> **Exercise**
If a line includes the word "contents", it belongs in the count; state the total for the data below and add nothing.

── Supplied information

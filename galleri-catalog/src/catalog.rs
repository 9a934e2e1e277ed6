//! The loaded, immutable item list and the lookups built directly on it.

use std::collections::HashSet;

use galleri_core::{CatalogItem, Collation, NotFoundError, slugify};

/// How many items the home page shows as featured works.
pub const DEFAULT_FEATURED_LIMIT: usize = 3;

/// The full inventory for one session.
///
/// Created once per load and replaced wholesale on reload; never mutated.
#[derive(Debug, Clone, Default, PartialEq)]
pub struct Catalog {
    items: Vec<CatalogItem>,
    last_updated: Option<String>,
}

/// A category as shown in the filter bar.
#[derive(Debug, Clone, PartialEq, Eq)]
pub struct CategoryEntry {
    /// Display name, as first spelled in the inventory.
    pub name: String,
    /// Value used in the `kategori` query parameter.
    pub slug: String,
}

impl Catalog {
    /// Wrap already-normalized items.
    pub fn new(items: Vec<CatalogItem>) -> Self {
        Self {
            items,
            last_updated: None,
        }
    }

    pub fn with_last_updated(mut self, last_updated: Option<String>) -> Self {
        self.last_updated = last_updated;
        self
    }

    /// An empty catalog, the degraded state after a failed load.
    pub fn empty() -> Self {
        Self::default()
    }

    pub fn items(&self) -> &[CatalogItem] {
        &self.items
    }

    pub fn iter(&self) -> std::slice::Iter<'_, CatalogItem> {
        self.items.iter()
    }

    pub fn len(&self) -> usize {
        self.items.len()
    }

    pub fn is_empty(&self) -> bool {
        self.items.is_empty()
    }

    /// `lastUpdated` from the inventory document, if present.
    pub fn last_updated(&self) -> Option<&str> {
        self.last_updated.as_deref()
    }

    pub fn get(&self, id: &str) -> Option<&CatalogItem> {
        self.items.iter().find(|item| item.id == id)
    }

    /// Look up the product named by the detail page's `id` parameter.
    pub fn find_item(&self, id: Option<&str>) -> Result<&CatalogItem, NotFoundError> {
        let id = id.map(str::trim).unwrap_or("");
        if id.is_empty() {
            return Err(NotFoundError::MissingId);
        }
        self.get(id)
            .ok_or_else(|| NotFoundError::UnknownId(id.to_string()))
    }

    /// Distinct categories, sorted by `collation`.
    ///
    /// Categories differing only in case are listed once, under the first
    /// spelling found.
    pub fn categories(&self, collation: Collation) -> Vec<CategoryEntry> {
        let mut seen = HashSet::new();
        let mut entries: Vec<CategoryEntry> = self
            .items
            .iter()
            .filter_map(|item| item.category.as_deref())
            .filter(|name| !name.trim().is_empty())
            .filter(|name| seen.insert(name.to_lowercase()))
            .map(|name| CategoryEntry {
                name: name.to_string(),
                slug: slugify(name),
            })
            .collect();
        entries.sort_by(|a, b| collation.compare(&a.name, &b.name));
        entries
    }

    /// Works for the home page: the first `limit` featured items, or the
    /// first `limit` items when nothing is marked featured.
    pub fn featured(&self, limit: usize) -> Vec<&CatalogItem> {
        let featured: Vec<&CatalogItem> = self
            .items
            .iter()
            .filter(|item| item.featured)
            .take(limit)
            .collect();
        if !featured.is_empty() {
            return featured;
        }
        self.items.iter().take(limit).collect()
    }
}

impl<'a> IntoIterator for &'a Catalog {
    type Item = &'a CatalogItem;
    type IntoIter = std::slice::Iter<'a, CatalogItem>;

    fn into_iter(self) -> Self::IntoIter {
        self.items.iter()
    }
}
//! Where spreadsheet rows come from: a CSV export on disk or the Google
//! Sheets values API.

use std::fmt;
use std::path::{Path, PathBuf};

use serde::Deserialize;

use crate::error::SyncError;

const SHEETS_API_BASE: &str = "https://sheets.googleapis.com/v4/spreadsheets/";

/// Raw rows, one `Vec` of cells per spreadsheet row.
pub type Rows = Vec<Vec<String>>;

/// A place to read inventory rows from.
#[derive(Debug, Clone, PartialEq, Eq)]
pub enum RowSource {
    /// A CSV export of the inventory tab.
    Csv(PathBuf),
    /// A live sheet, read with an API key.
    Sheets {
        sheet_id: String,
        api_key: String,
        range: String,
    },
}

impl fmt::Display for RowSource {
    fn fmt(&self, f: &mut fmt::Formatter<'_>) -> fmt::Result {
        match self {
            Self::Csv(path) => write!(f, "{}", path.display()),
            Self::Sheets {
                sheet_id, range, ..
            } => write!(f, "sheet {sheet_id} ({range})"),
        }
    }
}

impl RowSource {
    /// Fetch every row from the source.
    pub fn fetch(&self) -> Result<Rows, SyncError> {
        match self {
            Self::Csv(path) => read_csv_file(path),
            Self::Sheets {
                sheet_id,
                api_key,
                range,
            } => fetch_sheet(sheet_id, api_key, range),
        }
    }
}

// ── CSV ─────────────────────────────────────────────────────────────────────

/// Read a CSV export from disk.
pub fn read_csv_file(path: &Path) -> Result<Rows, SyncError> {
    let contents = std::fs::read(path)?;
    parse_csv_bytes(&contents)
}

/// Parse CSV text into rows.
pub fn parse_csv_rows(content: &str) -> Result<Rows, SyncError> {
    parse_csv_bytes(content.as_bytes())
}

/// Parse raw CSV bytes into rows.
///
/// The header row, if present, is kept; the transform recognises and skips
/// it. Rows may have any number of cells. A record that cannot be read
/// (invalid UTF-8, for one) aborts the run.
pub fn parse_csv_bytes(content: &[u8]) -> Result<Rows, SyncError> {
    let content = content.strip_prefix(b"\xef\xbb\xbf").unwrap_or(content);
    let mut reader = csv::ReaderBuilder::new()
        .has_headers(false)
        .flexible(true)
        .from_reader(content);

    let mut rows = Vec::new();
    for result in reader.records() {
        let record = result?;
        rows.push(record.iter().map(str::to_string).collect());
    }
    Ok(rows)
}

// ── Google Sheets ───────────────────────────────────────────────────────────

/// Body of a `spreadsheets.values.get` response.
#[derive(Debug, Deserialize)]
struct ValueRange {
    #[serde(default)]
    values: Vec<Vec<serde_json::Value>>,
}

/// Error body returned by the Sheets API.
#[derive(Debug, Deserialize)]
struct ApiErrorBody {
    error: ApiError,
}

#[derive(Debug, Deserialize)]
struct ApiError {
    message: String,
}

/// URL for reading `range` of `sheet_id`.
pub fn values_url(sheet_id: &str, range: &str, api_key: &str) -> Result<reqwest::Url, SyncError> {
    let mut url = reqwest::Url::parse(SHEETS_API_BASE)
        .map_err(|e| SyncError::config(format!("Invalid API base URL: {e}")))?;
    url.path_segments_mut()
        .map_err(|_| SyncError::config("API base URL cannot take a path"))?
        .pop_if_empty()
        .extend([sheet_id, "values", range]);
    url.query_pairs_mut().append_pair("key", api_key);
    Ok(url)
}

fn fetch_sheet(sheet_id: &str, api_key: &str, range: &str) -> Result<Rows, SyncError> {
    let url = values_url(sheet_id, range, api_key)?;

    let response = reqwest::blocking::get(url)
        .map_err(|e| SyncError::http(format!("Failed to fetch sheet '{sheet_id}': {e}")))?;

    let status = response.status();
    let body = response
        .text()
        .map_err(|e| SyncError::http(format!("Failed to read sheet response: {e}")))?;

    if !status.is_success() {
        let message = serde_json::from_str::<ApiErrorBody>(&body)
            .map(|b| b.error.message)
            .unwrap_or_else(|_| status.canonical_reason().unwrap_or("unknown").to_string());
        return Err(SyncError::Status {
            status: status.as_u16(),
            message,
        });
    }

    parse_values_response(&body)
}

/// Parse a values response into rows. Non-string cells are rendered as text.
pub fn parse_values_response(body: &str) -> Result<Rows, SyncError> {
    let range: ValueRange = serde_json::from_str(body)?;
    Ok(range
        .values
        .into_iter()
        .map(|row| row.into_iter().map(cell_text).collect())
        .collect())
}

fn cell_text(value: serde_json::Value) -> String {
    match value {
        serde_json::Value::String(s) => s,
        serde_json::Value::Null => String::new(),
        other => other.to_string(),
    }
}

────

> **Reply**
2